Не хотелось вмешиваться, но долг требовал защитить мать. Я заскочил в зал, схватил дядю Яшу за грудки, притянул его к себе, а потом резко толкнул назад. Дядя Яша растянулся на полу.
- Ой, какой позор, - завопила мать. - Прекрати, брось его, соседи узнают!

После этого эпизода дядя Яша стал более покладистым и  уступчивым, а его     речь  стала чище.
Несколько раз он, в стельку пьяный, валялся на дороге. Мне с матерью приходилось  поднимать его и под руки тянуть домой.
     Он прожил у нас полтора года, а потом мать его выгнала.

     Меня тяготила моя убогая жизнь. Как мне хотелось попасть в миры Толстого, Тургенева, Жан-Жака Руссо, Герцена, Б. Шоу, О. Уайльда, населенные культурными, остроумными,  интеллектуальными людьми. 
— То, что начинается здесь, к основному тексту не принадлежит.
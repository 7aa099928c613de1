use serde::{Deserialize, Serialize};

use crate::domain::card::Rank;
use crate::domain::hand::HandRank;
use crate::engine::{DealError, RankedDeal};
use crate::eval::HandCategory;

/// DTO одной руки в отсортированной раздаче.
#[derive(Clone, Debug, Serialize, Deserialize, PartialEq, Eq)]
pub struct RankedHandDto {
    /// Токен карманных карт, как во вводе: `Ac4d`.
    pub hole: String,
    pub category: HandCategory,
    /// Ранги для разрешения ничьей, по значимости.
    pub tie_break: Vec<Rank>,
    /// Упакованная сила — удобно сравнивать на стороне клиента.
    pub score: HandRank,
    /// Равна ли рука по силе предыдущей (в тексте это `=`).
    pub tied_with_previous: bool,
}

/// DTO успешно обработанной строки.
#[derive(Clone, Debug, Serialize, Deserialize, PartialEq, Eq)]
pub struct DealResultDto {
    pub board: String,
    pub hands: Vec<RankedHandDto>,
}

/// DTO пропущенной строки.
#[derive(Clone, Debug, Serialize, Deserialize, PartialEq, Eq)]
pub struct DealErrorDto {
    pub line: String,
    pub error: String,
}

impl From<&RankedDeal> for DealResultDto {
    fn from(deal: &RankedDeal) -> Self {
        let hands = deal
            .hands
            .iter()
            .zip(deal.ties_with_previous())
            .map(|(hand, tied)| RankedHandDto {
                hole: hand.token().to_string(),
                category: hand.evaluated.category(),
                tie_break: hand.evaluated.tie_break_ranks(),
                score: hand.evaluated.hand_rank(),
                tied_with_previous: tied,
            })
            .collect();

        DealResultDto {
            board: deal.board.to_string(),
            hands,
        }
    }
}

impl From<&DealError> for DealErrorDto {
    fn from(err: &DealError) -> Self {
        DealErrorDto {
            line: err.line.clone(),
            error: err.source.to_string(),
        }
    }
}
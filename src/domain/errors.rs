use thiserror::Error;

/// Ошибки разбора карт, рук и борда.
///
/// Тексты совпадают с тем, что видит пользователь в выводе CLI.
#[derive(Clone, Debug, Error, PartialEq, Eq)]
pub enum CardError {
    #[error("Invalid card encountered: {0}")]
    InvalidCard(String),

    #[error("Invalid hand string encountered: {0}")]
    InvalidHandToken(String),

    #[error("Invalid board encountered: {0}")]
    InvalidBoard(String),
}
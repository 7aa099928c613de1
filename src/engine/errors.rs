use thiserror::Error;

use crate::domain::errors::CardError;

/// Ошибка обработки одной строки раздачи.
///
/// Строка пропускается, остальные продолжают обрабатываться.
#[derive(Clone, Debug, Error, PartialEq, Eq)]
#[error("{source}, skipping line: {line}")]
pub struct DealError {
    pub line: String,
    #[source]
    pub source: CardError,
}

/// Ошибки всего прогона (ввод/вывод), в отличие от ошибок отдельных строк.
#[derive(Debug, Error)]
pub enum RunError {
    #[error("ошибка ввода-вывода: {0}")]
    Io(#[from] std::io::Error),

    #[error("ошибка сериализации результата: {0}")]
    Json(#[from] serde_json::Error),
}
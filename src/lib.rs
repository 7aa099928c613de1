//! Ранжирование рук Texas Hold'em.
//!
//! По общему борду из 5 карт и набору карманных рук (по 2 карты) находит
//! лучшую комбинацию каждой руки и выстраивает детерминированный порядок
//! с явной отметкой ничьих.
//!
//! Слои:
//! - `domain` — карты, руки, борд, колода;
//! - `eval` — оценка руки и сравнение;
//! - `engine` — обработка строк раздач;
//! - `api` — DTO для JSON-вывода;
//! - `infra` — конфиг, логи, RNG.

pub mod api;
pub mod domain;
pub mod engine;
pub mod eval;
pub mod infra;
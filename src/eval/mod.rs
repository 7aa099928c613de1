//! Модуль оценки силы покерных рук (Texas Hold'em).
//!
//! Основные функции:
//!   `evaluate(hole, board) -> EvaluatedHand`
//!   `compare_value(a, b)` / `compare_display(a, b)`

pub mod compare;
pub mod evaluator;
pub mod hand_rank;
pub mod lookup_tables;

pub use compare::{compare_display, compare_value, RankedHand};
pub use evaluator::evaluate;
pub use hand_rank::{EvaluatedHand, HandCategory};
     Я учился в десятом классе.  Мне было уже 17 лет. Когда  она в очередной раз устроила истерику, я сказал ей злобно, глядя в лицо:
- Ты добилась того, что я тебя ненавижу. Ты понимаешь: я тебя ненавижу! Было время,  когда я тебя любил. Когда у тебя болела голова, я хотел, чтобы твоя боль перешла на меня. Мне легче было самому страдать, чем видеть, как ты страдаешь ты. А теперь я тебя ненавижу. Стоит мне тебя увидеть, услышать твой голос, меня начинает трясти от злобы.   Ты понимаешь, что ты натворила своими истериками, своими оскорблениями?
     Мой   злобный выпад  напугал ее. После этого случая она прекратила на меня кричать. 

    Но перемены в ее отношении ко мне уже не могли  реанимировать мою любовь к ней. Меня раздражал ее голос, ее речь, полная мерзких вульгарных словечек. 
    Как-то летом утром я сидел за столом в своей комнате, читал пьесу Бернарда Шоу. Со двора донеслись душераздирающие злобные  крики. Посмотрел, прислушался:  мать  бросала зерно курам, а голуби лезли в круг, воровали зерно. На этот раз гнев матери был направлен на голубей, но моя грудь налилась злобой. Настроение было испорчено на целый день.


  Меня тяготила жизнь в родном доме, похожем на сумасшедший дом, и я мечтал как можно скорее сменить место обитания. К сожалению,  после окончания школы  мне не удалось  поступить в институт (я не прошел по конкурсу),  но через год меня призвали в армию, и я покинул город  моего детства, город моих страданий.
      Несмотря на несчастья, выпавшие на мою долю, я остался в живых, но травмы - и физические, и психические, полученные мною  в отрочестве и ранней юности,- всю жизнь давали о себе знать.